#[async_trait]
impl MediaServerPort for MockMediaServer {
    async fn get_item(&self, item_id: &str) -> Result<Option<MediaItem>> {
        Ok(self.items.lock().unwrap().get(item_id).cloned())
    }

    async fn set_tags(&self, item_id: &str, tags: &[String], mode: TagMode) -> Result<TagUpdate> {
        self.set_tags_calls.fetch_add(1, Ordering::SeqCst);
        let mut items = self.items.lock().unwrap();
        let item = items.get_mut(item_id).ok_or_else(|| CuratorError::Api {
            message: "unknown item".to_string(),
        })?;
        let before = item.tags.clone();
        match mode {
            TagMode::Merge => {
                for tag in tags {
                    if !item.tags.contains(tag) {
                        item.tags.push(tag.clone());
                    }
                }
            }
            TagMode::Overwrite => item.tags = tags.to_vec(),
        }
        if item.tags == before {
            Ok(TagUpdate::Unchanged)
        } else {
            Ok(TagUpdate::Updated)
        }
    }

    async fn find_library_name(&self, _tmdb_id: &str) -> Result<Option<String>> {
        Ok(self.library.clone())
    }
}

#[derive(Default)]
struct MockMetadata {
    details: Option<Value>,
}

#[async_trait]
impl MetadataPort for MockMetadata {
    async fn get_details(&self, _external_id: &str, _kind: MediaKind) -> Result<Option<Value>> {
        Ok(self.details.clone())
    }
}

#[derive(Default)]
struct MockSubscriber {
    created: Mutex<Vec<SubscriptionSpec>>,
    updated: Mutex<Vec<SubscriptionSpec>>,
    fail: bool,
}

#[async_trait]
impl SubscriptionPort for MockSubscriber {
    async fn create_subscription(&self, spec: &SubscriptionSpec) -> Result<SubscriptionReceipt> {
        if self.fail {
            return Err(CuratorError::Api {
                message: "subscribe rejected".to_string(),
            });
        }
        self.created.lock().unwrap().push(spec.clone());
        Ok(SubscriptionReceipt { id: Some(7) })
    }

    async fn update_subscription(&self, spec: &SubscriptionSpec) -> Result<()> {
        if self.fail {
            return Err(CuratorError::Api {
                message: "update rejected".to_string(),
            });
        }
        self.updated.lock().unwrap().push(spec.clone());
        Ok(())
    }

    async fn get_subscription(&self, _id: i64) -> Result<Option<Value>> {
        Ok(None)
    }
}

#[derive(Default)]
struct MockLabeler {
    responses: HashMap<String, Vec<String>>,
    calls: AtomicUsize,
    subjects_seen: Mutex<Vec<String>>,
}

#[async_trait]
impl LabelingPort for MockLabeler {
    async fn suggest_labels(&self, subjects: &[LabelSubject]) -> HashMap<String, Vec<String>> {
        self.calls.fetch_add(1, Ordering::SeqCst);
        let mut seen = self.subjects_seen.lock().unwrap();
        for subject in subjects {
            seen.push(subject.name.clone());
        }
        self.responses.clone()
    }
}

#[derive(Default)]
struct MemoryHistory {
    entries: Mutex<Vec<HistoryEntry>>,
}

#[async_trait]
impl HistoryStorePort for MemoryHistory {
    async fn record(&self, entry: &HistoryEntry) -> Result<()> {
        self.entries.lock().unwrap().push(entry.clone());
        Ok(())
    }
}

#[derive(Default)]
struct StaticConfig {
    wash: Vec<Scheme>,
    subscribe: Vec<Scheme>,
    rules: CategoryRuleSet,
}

---*---

Copy, from the data above, every line where the word "Mutex" appears.

    created: Mutex<Vec<SubscriptionSpec>>,
    updated: Mutex<Vec<SubscriptionSpec>>,
    subjects_seen: Mutex<Vec<String>>,
    entries: Mutex<Vec<HistoryEntry>>,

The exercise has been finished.